* **Directions**
Only the lines from the top of the data through the line containing "impl Render for Box<dyn" should be duplicated, exactly as they appear.

* **Stored items from a collection**
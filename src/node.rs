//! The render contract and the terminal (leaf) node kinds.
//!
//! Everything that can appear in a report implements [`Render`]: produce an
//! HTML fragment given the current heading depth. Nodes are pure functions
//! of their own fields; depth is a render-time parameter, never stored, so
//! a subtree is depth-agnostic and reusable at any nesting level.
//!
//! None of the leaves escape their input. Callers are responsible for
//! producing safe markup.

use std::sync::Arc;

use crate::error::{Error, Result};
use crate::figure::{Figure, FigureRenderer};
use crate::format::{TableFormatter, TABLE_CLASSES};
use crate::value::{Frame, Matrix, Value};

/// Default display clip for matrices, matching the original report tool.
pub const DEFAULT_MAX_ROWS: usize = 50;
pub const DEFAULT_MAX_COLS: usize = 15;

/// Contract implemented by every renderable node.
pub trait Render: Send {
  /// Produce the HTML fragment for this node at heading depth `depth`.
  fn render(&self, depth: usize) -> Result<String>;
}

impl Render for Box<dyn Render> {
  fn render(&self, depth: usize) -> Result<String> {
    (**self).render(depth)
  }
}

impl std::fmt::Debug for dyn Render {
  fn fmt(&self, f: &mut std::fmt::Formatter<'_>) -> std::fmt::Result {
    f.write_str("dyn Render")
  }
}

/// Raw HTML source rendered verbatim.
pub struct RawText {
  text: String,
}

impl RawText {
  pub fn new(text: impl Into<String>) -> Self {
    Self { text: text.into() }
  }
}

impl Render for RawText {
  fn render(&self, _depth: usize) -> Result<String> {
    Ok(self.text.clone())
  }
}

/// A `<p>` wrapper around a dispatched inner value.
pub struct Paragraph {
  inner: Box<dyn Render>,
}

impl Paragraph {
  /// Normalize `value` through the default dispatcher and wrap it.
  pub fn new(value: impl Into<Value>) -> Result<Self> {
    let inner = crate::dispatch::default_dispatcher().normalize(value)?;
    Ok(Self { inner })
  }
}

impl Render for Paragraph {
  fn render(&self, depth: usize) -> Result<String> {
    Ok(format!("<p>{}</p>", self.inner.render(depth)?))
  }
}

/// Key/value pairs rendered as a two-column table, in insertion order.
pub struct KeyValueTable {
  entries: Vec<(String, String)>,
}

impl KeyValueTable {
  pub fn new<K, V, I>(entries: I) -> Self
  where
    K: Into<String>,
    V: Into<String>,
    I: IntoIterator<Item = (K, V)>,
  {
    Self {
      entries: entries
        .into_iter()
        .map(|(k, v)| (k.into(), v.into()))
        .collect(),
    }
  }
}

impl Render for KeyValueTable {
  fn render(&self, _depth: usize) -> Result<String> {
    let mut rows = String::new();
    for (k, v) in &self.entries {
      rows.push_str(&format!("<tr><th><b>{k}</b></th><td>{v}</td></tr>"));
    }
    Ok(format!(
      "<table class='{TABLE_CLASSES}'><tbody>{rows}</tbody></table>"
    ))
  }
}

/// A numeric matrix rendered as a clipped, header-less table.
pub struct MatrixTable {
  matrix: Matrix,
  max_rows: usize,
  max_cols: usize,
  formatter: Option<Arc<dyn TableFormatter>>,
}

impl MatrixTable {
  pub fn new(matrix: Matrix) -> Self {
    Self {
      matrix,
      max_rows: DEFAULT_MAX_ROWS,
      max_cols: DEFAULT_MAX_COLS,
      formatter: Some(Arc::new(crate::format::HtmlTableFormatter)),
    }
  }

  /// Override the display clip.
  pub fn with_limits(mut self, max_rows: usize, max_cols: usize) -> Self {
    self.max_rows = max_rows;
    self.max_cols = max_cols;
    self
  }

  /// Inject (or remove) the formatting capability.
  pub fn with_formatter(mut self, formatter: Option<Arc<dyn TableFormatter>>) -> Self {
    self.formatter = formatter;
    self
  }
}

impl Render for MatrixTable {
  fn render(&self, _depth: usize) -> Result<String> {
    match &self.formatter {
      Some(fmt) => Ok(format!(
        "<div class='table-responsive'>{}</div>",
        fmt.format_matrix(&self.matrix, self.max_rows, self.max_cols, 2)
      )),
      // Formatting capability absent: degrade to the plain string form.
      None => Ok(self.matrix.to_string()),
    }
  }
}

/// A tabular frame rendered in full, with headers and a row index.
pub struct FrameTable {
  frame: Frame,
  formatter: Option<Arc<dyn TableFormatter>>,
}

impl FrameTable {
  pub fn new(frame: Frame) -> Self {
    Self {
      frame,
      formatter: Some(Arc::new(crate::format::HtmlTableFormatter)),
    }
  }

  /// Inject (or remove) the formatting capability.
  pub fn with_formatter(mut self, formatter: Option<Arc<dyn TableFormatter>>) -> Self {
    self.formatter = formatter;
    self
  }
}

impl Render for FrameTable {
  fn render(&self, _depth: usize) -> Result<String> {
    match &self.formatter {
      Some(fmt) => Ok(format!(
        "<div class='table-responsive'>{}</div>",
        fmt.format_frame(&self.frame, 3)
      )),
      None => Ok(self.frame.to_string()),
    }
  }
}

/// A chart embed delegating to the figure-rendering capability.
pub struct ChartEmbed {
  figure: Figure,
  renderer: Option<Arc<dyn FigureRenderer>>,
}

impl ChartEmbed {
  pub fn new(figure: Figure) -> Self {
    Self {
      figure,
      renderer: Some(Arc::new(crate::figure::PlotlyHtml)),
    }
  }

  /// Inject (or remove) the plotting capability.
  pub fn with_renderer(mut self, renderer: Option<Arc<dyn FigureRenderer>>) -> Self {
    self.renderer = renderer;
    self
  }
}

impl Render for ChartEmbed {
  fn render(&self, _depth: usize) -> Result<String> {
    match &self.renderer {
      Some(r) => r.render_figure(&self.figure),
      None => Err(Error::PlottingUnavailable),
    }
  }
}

* **Written response**
filename src/node.rs
//! The render contract and the terminal (leaf) node kinds.
//!
//! Everything that can appear in a report implements [`Render`]: produce an
//! HTML fragment given the current heading depth. Nodes are pure functions
//! of their own fields; depth is a render-time parameter, never stored, so
//! a subtree is depth-agnostic and reusable at any nesting level.
//!
//! None of the leaves escape their input. Callers are responsible for
//! producing safe markup.

use std::sync::Arc;

use crate::error::{Error, Result};
use crate::figure::{Figure, FigureRenderer};
use crate::format::{TableFormatter, TABLE_CLASSES};
use crate::value::{Frame, Matrix, Value};

/// Default display clip for matrices, matching the original report tool.
pub const DEFAULT_MAX_ROWS: usize = 50;
pub const DEFAULT_MAX_COLS: usize = 15;

/// Contract implemented by every renderable node.
pub trait Render: Send {
  /// Produce the HTML fragment for this node at heading depth `depth`.
  fn render(&self, depth: usize) -> Result<String>;
}

impl Render for Box<dyn Render> {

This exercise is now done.